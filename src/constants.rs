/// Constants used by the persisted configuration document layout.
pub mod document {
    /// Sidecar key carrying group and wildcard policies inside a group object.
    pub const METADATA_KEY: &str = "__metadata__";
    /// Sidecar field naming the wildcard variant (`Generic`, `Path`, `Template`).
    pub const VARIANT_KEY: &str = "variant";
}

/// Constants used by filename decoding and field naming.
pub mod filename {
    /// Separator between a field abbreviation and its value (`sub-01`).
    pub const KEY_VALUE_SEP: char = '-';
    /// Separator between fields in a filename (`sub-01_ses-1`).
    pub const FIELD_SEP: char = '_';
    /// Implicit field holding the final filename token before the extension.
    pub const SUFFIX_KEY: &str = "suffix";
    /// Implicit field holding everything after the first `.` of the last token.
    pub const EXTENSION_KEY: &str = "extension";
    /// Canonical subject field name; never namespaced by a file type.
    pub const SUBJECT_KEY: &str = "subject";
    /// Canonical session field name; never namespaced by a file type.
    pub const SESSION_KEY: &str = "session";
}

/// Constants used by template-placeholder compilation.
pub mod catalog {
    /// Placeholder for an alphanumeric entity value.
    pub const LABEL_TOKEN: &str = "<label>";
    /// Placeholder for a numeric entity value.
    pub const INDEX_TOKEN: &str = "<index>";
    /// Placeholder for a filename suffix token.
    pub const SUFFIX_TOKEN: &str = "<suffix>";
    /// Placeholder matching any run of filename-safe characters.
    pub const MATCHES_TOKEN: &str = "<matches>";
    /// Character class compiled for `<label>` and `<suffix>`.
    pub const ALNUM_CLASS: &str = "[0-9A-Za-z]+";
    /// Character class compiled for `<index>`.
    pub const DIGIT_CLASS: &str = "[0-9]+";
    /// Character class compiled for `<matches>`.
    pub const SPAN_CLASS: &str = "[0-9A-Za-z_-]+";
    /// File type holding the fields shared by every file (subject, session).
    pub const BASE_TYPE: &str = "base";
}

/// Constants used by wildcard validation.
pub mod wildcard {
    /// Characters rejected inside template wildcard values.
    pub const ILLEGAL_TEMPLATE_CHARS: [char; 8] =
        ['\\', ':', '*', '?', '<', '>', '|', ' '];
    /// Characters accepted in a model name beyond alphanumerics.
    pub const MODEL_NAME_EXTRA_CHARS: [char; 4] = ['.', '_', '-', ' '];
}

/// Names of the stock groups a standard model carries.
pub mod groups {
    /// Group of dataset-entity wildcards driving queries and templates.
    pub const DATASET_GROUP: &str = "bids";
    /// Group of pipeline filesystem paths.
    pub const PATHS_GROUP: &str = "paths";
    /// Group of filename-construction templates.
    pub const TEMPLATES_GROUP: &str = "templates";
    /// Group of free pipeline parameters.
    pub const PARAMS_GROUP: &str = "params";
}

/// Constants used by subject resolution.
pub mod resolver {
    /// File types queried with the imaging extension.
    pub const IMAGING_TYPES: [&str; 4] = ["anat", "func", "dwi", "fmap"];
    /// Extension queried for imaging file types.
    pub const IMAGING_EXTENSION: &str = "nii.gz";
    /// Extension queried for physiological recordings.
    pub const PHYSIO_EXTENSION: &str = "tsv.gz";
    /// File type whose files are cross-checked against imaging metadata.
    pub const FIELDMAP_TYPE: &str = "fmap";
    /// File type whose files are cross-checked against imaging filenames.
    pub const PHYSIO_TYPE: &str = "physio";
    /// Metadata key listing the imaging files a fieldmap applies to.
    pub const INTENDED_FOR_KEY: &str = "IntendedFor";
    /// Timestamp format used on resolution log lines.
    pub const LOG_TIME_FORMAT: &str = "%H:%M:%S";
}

...

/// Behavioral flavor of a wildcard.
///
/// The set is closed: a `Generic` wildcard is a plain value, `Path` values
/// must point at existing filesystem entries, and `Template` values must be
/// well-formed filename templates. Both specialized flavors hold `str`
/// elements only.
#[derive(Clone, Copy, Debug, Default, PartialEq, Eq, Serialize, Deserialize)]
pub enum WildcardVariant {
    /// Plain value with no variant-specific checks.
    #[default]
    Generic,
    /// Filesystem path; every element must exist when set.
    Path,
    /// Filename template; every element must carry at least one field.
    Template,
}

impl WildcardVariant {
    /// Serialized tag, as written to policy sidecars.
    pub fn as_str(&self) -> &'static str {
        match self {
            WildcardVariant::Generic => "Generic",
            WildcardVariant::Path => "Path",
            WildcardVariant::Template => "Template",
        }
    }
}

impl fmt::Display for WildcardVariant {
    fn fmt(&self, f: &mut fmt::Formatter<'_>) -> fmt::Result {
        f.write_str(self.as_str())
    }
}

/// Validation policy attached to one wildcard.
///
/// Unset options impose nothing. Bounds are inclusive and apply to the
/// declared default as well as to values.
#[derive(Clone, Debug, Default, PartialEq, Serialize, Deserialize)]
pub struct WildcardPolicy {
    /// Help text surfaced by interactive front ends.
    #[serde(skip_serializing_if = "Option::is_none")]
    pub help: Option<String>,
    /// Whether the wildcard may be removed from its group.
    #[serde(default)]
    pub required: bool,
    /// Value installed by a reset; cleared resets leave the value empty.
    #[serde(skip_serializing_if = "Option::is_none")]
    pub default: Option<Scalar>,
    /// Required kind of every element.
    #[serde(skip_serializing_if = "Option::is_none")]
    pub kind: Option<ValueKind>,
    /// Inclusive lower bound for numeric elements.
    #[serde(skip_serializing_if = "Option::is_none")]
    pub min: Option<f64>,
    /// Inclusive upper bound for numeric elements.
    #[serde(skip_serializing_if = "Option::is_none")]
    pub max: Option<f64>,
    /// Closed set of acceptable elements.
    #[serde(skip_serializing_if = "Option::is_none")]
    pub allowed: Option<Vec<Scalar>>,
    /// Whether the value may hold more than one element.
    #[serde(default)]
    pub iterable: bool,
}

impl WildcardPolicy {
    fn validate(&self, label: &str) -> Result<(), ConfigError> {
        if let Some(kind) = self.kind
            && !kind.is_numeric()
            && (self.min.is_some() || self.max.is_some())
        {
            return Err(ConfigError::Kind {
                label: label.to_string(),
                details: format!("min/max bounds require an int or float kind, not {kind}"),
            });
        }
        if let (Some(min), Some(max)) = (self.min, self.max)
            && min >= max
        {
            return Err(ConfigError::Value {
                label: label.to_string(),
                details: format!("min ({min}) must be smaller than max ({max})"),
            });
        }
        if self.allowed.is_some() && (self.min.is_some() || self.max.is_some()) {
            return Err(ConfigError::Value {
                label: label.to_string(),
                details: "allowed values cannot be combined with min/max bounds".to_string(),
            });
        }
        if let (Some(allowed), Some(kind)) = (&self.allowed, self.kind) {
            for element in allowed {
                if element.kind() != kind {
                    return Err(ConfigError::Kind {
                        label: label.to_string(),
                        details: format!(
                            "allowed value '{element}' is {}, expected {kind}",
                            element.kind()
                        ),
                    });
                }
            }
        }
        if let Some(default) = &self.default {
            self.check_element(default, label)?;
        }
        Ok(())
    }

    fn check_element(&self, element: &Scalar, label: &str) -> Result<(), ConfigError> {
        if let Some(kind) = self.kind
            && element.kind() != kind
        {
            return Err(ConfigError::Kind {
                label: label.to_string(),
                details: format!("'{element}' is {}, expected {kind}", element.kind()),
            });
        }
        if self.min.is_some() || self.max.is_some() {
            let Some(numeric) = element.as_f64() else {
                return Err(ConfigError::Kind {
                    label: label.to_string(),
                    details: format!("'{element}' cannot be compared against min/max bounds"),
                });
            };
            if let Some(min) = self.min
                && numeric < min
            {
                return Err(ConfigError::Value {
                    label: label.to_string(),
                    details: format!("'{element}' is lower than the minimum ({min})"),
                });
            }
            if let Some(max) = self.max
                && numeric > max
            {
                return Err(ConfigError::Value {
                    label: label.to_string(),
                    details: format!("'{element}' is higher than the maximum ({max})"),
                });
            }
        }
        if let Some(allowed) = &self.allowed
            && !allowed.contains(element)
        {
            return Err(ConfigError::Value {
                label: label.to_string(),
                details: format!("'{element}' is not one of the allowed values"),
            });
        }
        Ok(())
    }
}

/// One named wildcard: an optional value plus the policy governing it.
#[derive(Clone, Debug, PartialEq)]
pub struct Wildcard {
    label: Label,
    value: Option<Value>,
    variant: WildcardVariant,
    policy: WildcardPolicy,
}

▸ YOUR OBJECTIVE: Retype the entries above exactly, but only from the line containing "filename src/constants.rs" through the line containing "Sidecar field naming", both included.

▸ RESPONSE FOR THIS EXERCISE:
filename src/constants.rs
/// Constants used by the persisted configuration document layout.
pub mod document {
    /// Sidecar key carrying group and wildcard policies inside a group object.
    pub const METADATA_KEY: &str = "__metadata__";
    /// Sidecar field naming the wildcard variant (`Generic`, `Path`, `Template`).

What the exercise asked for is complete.